Macrophage antibody dependent cellular phagocytosis (ADCP) is a major cytotoxic mechanism for both therapeutic unconjugated monoclonal antibodies (mAb) such as rituximab, and antibody induced hemolytic anemia and immune thrombocytopenia. Here, we studied the mechanisms controlling the rate and capacity of macrophages to carry out ADCP in settings of high target to effector cell ratio such as that seen in patients with circulating tumor burden in leukemic phase disease.

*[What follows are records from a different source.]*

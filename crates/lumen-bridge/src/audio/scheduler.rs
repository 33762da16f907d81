//! Audio session state and the queue pacing algorithm.

use byteorder::{ByteOrder, LittleEndian};

use super::device::{AudioHost, AudioOutput, PlaybackUnit};
use crate::config::AudioConfig;
use crate::error::Result;
use crate::memory::{GuestPtr, MemoryView};

/// Bytes per stereo 16-bit frame.
const FRAME_BYTES: usize = 4;

/// Why a queued buffer was not scheduled.
#[derive(Debug, Clone, Copy, PartialEq, Eq)]
pub enum DropReason {
    /// `MTY_AudioCreate` has not been called
    NoSession,
    /// Zero frames
    Empty,
    /// Session sample rate is zero
    InvalidRate,
    /// Schedule already runs more than the maximum lead ahead
    Backpressure,
    /// Sample range falls outside guest memory
    OutOfBounds,
    /// The host could not open or write to the output
    DeviceUnavailable,
}

/// Result of one `MTY_AudioQueue` call.
#[derive(Debug, Clone, Copy, PartialEq)]
pub enum QueueOutcome {
    /// Buffer placed on the timeline
    Scheduled {
        /// Device time of the first frame
        start: f64,
        /// Seconds of audio
        duration: f64,
    },
    /// Buffer discarded
    Dropped(DropReason),
}

struct Session<O> {
    sample_rate: u32,
    playing: bool,
    output: Option<O>,
    next_time: f64,
}

/// Owns the audio session and paces queued buffers onto the device clock.
pub struct AudioScheduler<H: AudioHost> {
    host: H,
    config: AudioConfig,
    session: Option<Session<H::Output>>,
}

impl<H: AudioHost> AudioScheduler<H> {
    /// Create a scheduler with no session.
    pub fn new(host: H, config: AudioConfig) -> Self {
        Self {
            host,
            config,
            session: None,
        }
    }

    /// The device host.
    pub fn host(&self) -> &H {
        &self.host
    }

    /// The open output, once the first buffer has been queued.
    pub fn output(&self) -> Option<&H::Output> {
        self.session.as_ref().and_then(|s| s.output.as_ref())
    }

    /// Whether a session exists.
    pub fn has_session(&self) -> bool {
        self.session.is_some()
    }

    /// Start a session. The device opens lazily on the first queue.
    pub fn create(&mut self, sample_rate: u32) {
        if self.session.is_some() {
            tracing::debug!("replacing existing audio session");
        }
        tracing::debug!(sample_rate, "audio session created");
        self.session = Some(Session {
            sample_rate,
            playing: false,
            output: None,
            next_time: 0.0,
        });
    }

    /// End the session, closing the device.
    pub fn destroy(&mut self) {
        if self.session.take().is_some() {
            tracing::debug!("audio session destroyed");
        }
    }

    /// Set the playing flag.
    pub fn play(&mut self) {
        if let Some(session) = self.session.as_mut() {
            session.playing = true;
        }
    }

    /// Clear the playing flag.
    pub fn stop(&mut self) {
        if let Some(session) = self.session.as_mut() {
            session.playing = false;
        }
    }

    /// The playing flag; false without a session.
    pub fn is_playing(&self) -> bool {
        self.session.as_ref().is_some_and(|s| s.playing)
    }

    /// Device time at which the next buffer will start.
    pub fn next_time(&self) -> Option<f64> {
        self.session
            .as_ref()
            .filter(|s| s.output.is_some())
            .map(|s| s.next_time)
    }

    /// Frames scheduled ahead of the device clock.
    pub fn queued_frames(&self) -> u32 {
        let Some(session) = self.session.as_ref() else {
            return 0;
        };
        let Some(output) = session.output.as_ref() else {
            return 0;
        };
        let ahead = (session.next_time - output.current_time()).max(0.0);
        (ahead * f64::from(session.sample_rate)).round() as u32
    }

    /// Schedule `frames` interleaved stereo `i16` frames from `pcm`.
    pub fn queue(&mut self, pcm: &[u8], frames: usize) -> QueueOutcome {
        let outcome = self.try_queue(pcm, frames);
        match outcome {
            QueueOutcome::Scheduled { start, duration } => {
                tracing::trace!(frames, start, duration, "audio scheduled");
            }
            QueueOutcome::Dropped(DropReason::Backpressure) => {
                tracing::trace!(frames, "audio dropped: schedule too far ahead");
            }
            QueueOutcome::Dropped(reason) => {
                tracing::warn!(frames, ?reason, "audio buffer dropped");
            }
        }
        outcome
    }

    fn try_queue(&mut self, pcm: &[u8], frames: usize) -> QueueOutcome {
        let Some(session) = self.session.as_mut() else {
            return QueueOutcome::Dropped(DropReason::NoSession);
        };
        if frames == 0 {
            return QueueOutcome::Dropped(DropReason::Empty);
        }
        if session.sample_rate == 0 {
            return QueueOutcome::Dropped(DropReason::InvalidRate);
        }
        let Some(pcm) = frames
            .checked_mul(FRAME_BYTES)
            .and_then(|len| pcm.get(..len))
        else {
            return QueueOutcome::Dropped(DropReason::OutOfBounds);
        };

        if session.output.is_none() {
            match self.host.open_output(session.sample_rate) {
                Ok(output) => {
                    session.next_time = output.current_time();
                    session.output = Some(output);
                }
                Err(e) => {
                    tracing::warn!("failed to open audio output: {}", e);
                    return QueueOutcome::Dropped(DropReason::DeviceUnavailable);
                }
            }
        }
        let Some(output) = session.output.as_mut() else {
            return QueueOutcome::Dropped(DropReason::DeviceUnavailable);
        };

        let now = output.current_time();
        if session.next_time - now > self.config.max_lead() {
            return QueueOutcome::Dropped(DropReason::Backpressure);
        }
        if session.next_time < now {
            tracing::debug!(behind = now - session.next_time, "audio underrun");
            session.next_time = now + self.config.underrun_cushion();
        }

        let (left, right) = pcm
            .chunks_exact(FRAME_BYTES)
            .map(|frame| {
                (
                    f32::from(LittleEndian::read_i16(&frame[0..2])) / 32768.0,
                    f32::from(LittleEndian::read_i16(&frame[2..4])) / 32768.0,
                )
            })
            .unzip();
        let unit = PlaybackUnit {
            start: session.next_time,
            sample_rate: session.sample_rate,
            left,
            right,
        };
        let start = unit.start;
        let duration = unit.duration();

        if let Err(e) = output.schedule(unit) {
            tracing::warn!("audio output rejected buffer: {}", e);
            return QueueOutcome::Dropped(DropReason::DeviceUnavailable);
        }
        session.next_time += duration;
        QueueOutcome::Scheduled { start, duration }
    }

    // Guest-facing entry points

    /// `MTY_AudioCreate(audio_out, sample_rate)`: writes 1 to `*audio_out`.
    pub fn mty_create(
        &mut self,
        mem: &mut MemoryView<'_>,
        audio_out: GuestPtr,
        sample_rate: u32,
    ) -> Result<i32> {
        self.create(sample_rate);
        if audio_out != 0 {
            mem.write_u32(audio_out, 1)?;
        }
        Ok(1)
    }

    /// `MTY_AudioDestroy(audio_inout)`: writes 0 to `*audio_inout`.
    pub fn mty_destroy(&mut self, mem: &mut MemoryView<'_>, audio_inout: GuestPtr) -> Result<()> {
        self.destroy();
        if audio_inout != 0 {
            mem.write_u32(audio_inout, 0)?;
        }
        Ok(())
    }

    /// `MTY_AudioQueue(ctx, frames, count)`
    pub fn mty_queue(&mut self, mem: &MemoryView<'_>, frames: GuestPtr, count: i32) -> QueueOutcome {
        let count = count.max(0) as usize;
        match mem.slice(frames, count.saturating_mul(FRAME_BYTES)) {
            Ok(pcm) => self.queue(pcm, count),
            Err(e) => {
                tracing::warn!("audio queue: {}", e);
                QueueOutcome::Dropped(DropReason::OutOfBounds)
            }
        }
    }
}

Using quantitative live-cell imaging of primary human and mouse macrophages we found that, upon initial challenge with mAb-opsonized lymphocytes, macrophages undergo a brief burst (<1hr) of rapid phagocytosis which is then invariably followed by a sharp reduction in phagocytic activity that can persist for days. This previously unknown refractory period of ADCP, or "hypophagia," was observed in all macrophage/mAb/target cell conditions tested in vitro, and was also seen in vivo in Kupffer cells from mice induced to undergo successive rounds of ⍺CD20 mAb-dependent clearance of circulating B cells. Importantly, hypophagia had no effect on antibody-independent phagocytosis and did not alter macrophage viability. In mechanistic studies we found that the rapid loss of activating Fc receptors from the surface and their subsequent proteolytic degradation is the primary mechanism responsible for the loss of ADCP activity in hypophagia. These data suggest hypophagia is a critical limiting step in macrophage-mediated clearance of cells via ADCP and that understanding such limitations to innate immune system cytotoxic capacity will aid in the development of mAb regimens that could optimize ADCP and improve patient outcome.